Work item: Given the material below, return only the lines starting at the line with "use serde::Serialize;" and ending at the line with "not valid JSON.", exactly as they appear.

Dataset excerpts:
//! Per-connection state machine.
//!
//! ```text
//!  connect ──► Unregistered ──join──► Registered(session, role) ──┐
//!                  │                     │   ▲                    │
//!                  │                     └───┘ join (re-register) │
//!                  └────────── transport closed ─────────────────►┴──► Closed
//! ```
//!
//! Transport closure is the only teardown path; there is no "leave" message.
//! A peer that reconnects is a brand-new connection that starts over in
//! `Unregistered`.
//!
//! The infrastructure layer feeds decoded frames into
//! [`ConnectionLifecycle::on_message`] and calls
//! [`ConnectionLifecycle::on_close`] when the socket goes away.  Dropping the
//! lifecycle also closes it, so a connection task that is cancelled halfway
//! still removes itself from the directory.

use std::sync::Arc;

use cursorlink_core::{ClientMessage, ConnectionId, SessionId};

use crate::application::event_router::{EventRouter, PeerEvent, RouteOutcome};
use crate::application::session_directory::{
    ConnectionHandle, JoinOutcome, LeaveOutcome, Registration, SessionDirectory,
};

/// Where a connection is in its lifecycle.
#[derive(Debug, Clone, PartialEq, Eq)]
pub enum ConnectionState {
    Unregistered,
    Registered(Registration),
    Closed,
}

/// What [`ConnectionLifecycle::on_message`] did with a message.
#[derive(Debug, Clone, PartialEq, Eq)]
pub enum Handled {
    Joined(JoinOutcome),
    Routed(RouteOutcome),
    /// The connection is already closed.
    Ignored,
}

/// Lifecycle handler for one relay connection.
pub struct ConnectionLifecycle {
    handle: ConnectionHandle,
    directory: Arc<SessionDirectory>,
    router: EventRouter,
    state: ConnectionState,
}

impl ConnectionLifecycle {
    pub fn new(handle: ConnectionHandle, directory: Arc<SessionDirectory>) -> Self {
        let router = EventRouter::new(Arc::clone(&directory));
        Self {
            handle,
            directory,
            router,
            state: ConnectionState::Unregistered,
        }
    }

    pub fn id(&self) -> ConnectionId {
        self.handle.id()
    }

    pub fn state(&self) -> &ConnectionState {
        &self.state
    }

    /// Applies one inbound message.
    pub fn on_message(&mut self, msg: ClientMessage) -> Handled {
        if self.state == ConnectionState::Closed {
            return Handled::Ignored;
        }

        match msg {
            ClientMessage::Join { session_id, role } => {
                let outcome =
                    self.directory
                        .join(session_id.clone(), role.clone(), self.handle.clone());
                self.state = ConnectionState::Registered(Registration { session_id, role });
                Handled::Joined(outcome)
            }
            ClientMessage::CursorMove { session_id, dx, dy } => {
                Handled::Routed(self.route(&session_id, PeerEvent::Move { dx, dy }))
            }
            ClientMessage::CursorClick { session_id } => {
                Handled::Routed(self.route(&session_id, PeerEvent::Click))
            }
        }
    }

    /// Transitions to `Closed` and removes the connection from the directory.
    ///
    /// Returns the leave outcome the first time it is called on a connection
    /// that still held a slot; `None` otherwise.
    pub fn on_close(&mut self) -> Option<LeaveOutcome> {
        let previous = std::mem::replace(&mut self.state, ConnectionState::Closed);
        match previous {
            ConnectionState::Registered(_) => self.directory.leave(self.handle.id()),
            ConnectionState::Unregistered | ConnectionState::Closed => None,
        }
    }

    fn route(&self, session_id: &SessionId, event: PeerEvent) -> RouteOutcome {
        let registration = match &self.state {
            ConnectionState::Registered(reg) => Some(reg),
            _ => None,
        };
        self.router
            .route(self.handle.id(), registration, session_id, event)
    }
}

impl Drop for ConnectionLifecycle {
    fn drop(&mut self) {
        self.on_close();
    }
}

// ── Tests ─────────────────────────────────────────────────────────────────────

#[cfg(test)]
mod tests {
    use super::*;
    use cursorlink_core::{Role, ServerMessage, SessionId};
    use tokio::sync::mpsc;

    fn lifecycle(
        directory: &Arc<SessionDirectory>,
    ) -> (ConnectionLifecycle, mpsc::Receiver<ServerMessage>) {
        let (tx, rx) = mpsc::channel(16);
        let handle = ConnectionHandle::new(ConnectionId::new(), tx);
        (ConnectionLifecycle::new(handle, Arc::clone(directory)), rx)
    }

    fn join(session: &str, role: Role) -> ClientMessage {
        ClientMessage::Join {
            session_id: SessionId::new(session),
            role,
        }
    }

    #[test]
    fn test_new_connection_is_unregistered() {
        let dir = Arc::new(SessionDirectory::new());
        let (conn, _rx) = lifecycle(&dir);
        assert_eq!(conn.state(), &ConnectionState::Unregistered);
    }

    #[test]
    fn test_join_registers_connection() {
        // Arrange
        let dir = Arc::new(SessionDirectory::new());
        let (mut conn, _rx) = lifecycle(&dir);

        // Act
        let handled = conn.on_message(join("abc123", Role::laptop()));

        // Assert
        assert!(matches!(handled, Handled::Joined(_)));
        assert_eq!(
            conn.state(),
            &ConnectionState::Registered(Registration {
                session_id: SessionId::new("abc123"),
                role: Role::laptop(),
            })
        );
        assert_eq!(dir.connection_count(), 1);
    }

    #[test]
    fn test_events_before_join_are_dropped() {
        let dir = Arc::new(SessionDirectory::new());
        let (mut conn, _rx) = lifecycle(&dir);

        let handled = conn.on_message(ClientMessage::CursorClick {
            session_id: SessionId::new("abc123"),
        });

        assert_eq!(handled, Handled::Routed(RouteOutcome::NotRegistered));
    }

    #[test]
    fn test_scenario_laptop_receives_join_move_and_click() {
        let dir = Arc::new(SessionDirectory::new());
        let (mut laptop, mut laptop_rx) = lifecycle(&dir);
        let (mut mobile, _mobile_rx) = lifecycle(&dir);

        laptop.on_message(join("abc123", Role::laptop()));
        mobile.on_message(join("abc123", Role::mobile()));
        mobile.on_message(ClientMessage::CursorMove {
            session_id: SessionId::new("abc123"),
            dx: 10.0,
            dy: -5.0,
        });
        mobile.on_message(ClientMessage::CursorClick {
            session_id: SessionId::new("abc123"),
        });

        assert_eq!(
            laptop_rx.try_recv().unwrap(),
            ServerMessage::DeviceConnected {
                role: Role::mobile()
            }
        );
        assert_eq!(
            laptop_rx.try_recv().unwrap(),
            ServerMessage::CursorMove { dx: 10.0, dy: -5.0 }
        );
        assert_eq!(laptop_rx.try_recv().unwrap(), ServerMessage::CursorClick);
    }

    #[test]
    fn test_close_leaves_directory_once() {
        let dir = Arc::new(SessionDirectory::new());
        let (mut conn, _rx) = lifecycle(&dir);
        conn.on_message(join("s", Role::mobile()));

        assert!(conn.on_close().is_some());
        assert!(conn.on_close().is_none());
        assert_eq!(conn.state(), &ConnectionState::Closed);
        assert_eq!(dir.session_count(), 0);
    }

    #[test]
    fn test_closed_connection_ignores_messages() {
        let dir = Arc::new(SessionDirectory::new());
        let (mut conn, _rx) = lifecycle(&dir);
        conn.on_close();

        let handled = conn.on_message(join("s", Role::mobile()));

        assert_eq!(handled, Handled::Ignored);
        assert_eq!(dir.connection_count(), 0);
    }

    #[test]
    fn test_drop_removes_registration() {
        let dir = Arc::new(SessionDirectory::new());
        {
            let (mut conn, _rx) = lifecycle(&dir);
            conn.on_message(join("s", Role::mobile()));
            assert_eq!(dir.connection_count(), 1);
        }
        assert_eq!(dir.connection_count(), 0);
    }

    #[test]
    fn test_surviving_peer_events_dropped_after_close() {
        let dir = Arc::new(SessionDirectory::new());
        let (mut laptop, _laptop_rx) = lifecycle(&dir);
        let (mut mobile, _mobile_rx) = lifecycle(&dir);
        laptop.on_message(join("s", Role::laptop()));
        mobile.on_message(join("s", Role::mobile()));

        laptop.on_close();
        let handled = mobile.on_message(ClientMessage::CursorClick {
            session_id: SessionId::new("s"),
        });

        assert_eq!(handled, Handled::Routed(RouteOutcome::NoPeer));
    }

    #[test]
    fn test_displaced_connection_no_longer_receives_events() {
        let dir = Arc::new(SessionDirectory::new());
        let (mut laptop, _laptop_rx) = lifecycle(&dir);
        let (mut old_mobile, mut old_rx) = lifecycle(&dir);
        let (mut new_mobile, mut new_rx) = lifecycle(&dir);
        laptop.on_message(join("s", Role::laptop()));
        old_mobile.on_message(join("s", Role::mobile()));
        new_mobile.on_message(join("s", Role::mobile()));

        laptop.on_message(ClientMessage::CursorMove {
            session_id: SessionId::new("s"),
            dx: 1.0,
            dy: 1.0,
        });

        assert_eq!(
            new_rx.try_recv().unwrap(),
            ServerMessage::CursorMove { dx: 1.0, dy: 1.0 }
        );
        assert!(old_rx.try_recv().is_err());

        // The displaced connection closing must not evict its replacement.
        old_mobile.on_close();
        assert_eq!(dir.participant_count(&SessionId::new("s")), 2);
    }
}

...

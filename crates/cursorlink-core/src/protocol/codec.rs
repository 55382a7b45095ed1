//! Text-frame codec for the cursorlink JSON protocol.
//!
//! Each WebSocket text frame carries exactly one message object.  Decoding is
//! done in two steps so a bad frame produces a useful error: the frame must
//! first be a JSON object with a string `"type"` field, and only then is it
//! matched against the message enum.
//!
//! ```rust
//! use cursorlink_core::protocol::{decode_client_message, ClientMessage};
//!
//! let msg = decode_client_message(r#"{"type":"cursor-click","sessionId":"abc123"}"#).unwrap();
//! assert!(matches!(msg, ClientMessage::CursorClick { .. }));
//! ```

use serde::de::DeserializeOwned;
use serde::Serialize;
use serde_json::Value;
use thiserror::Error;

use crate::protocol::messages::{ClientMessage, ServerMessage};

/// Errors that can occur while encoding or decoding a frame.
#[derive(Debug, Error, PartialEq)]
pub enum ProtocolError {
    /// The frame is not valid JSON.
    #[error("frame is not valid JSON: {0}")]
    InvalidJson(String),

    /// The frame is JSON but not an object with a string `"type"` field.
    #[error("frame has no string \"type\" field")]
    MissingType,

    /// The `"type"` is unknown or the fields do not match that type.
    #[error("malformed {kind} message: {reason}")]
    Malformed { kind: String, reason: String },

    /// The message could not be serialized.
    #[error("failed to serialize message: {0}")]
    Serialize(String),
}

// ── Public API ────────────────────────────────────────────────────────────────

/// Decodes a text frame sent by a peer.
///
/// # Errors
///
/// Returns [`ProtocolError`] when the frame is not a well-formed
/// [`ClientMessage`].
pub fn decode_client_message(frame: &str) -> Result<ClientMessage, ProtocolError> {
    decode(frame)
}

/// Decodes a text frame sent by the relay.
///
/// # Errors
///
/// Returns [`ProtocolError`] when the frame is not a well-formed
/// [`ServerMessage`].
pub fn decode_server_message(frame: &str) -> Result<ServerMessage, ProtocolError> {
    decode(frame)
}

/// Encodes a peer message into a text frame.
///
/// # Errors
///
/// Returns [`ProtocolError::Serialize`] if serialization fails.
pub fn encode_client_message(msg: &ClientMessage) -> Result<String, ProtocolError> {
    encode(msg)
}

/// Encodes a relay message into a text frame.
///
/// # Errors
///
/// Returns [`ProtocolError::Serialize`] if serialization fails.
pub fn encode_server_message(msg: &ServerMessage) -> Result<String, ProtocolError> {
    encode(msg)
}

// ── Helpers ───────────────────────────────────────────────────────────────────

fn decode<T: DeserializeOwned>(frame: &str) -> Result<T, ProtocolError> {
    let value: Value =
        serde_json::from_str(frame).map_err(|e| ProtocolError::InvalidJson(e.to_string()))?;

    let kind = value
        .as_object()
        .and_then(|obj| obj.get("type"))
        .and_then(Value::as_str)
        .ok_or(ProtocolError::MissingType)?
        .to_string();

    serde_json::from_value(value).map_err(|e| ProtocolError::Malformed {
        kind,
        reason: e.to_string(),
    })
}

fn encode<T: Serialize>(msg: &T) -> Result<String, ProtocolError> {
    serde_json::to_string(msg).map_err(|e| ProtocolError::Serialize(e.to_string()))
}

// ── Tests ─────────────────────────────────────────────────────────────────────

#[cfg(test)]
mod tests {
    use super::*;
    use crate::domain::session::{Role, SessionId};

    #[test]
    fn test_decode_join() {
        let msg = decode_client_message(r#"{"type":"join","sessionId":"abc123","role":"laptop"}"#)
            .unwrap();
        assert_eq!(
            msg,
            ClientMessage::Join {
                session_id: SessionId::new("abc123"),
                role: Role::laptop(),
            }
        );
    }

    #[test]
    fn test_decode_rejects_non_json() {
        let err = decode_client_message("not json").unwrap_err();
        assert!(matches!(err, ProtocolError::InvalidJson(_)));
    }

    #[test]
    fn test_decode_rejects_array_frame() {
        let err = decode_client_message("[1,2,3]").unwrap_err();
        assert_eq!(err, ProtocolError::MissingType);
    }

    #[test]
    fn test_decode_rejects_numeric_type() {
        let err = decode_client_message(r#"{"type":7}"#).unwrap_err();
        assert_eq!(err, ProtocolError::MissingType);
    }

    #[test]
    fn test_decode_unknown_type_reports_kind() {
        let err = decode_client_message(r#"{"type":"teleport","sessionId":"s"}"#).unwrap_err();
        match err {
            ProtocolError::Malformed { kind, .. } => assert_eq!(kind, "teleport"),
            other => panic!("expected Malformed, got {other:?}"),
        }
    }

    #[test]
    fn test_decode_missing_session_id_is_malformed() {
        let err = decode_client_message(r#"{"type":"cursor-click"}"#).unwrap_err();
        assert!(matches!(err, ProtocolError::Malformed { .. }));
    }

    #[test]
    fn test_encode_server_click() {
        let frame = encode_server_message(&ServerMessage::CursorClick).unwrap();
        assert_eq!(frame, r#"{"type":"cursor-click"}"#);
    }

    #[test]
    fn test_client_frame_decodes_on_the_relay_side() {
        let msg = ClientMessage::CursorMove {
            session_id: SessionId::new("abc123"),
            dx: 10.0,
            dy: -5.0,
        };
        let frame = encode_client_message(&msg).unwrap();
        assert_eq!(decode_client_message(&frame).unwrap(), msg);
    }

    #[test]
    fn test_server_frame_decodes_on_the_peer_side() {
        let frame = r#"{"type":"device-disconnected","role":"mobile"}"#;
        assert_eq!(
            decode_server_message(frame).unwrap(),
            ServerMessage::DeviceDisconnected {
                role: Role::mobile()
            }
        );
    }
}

Output for this task:
use serde::Serialize;
use serde_json::Value;
use thiserror::Error;

use crate::protocol::messages::{ClientMessage, ServerMessage};

/// Errors that can occur while encoding or decoding a frame.
#[derive(Debug, Error, PartialEq)]
pub enum ProtocolError {
    /// The frame is not valid JSON.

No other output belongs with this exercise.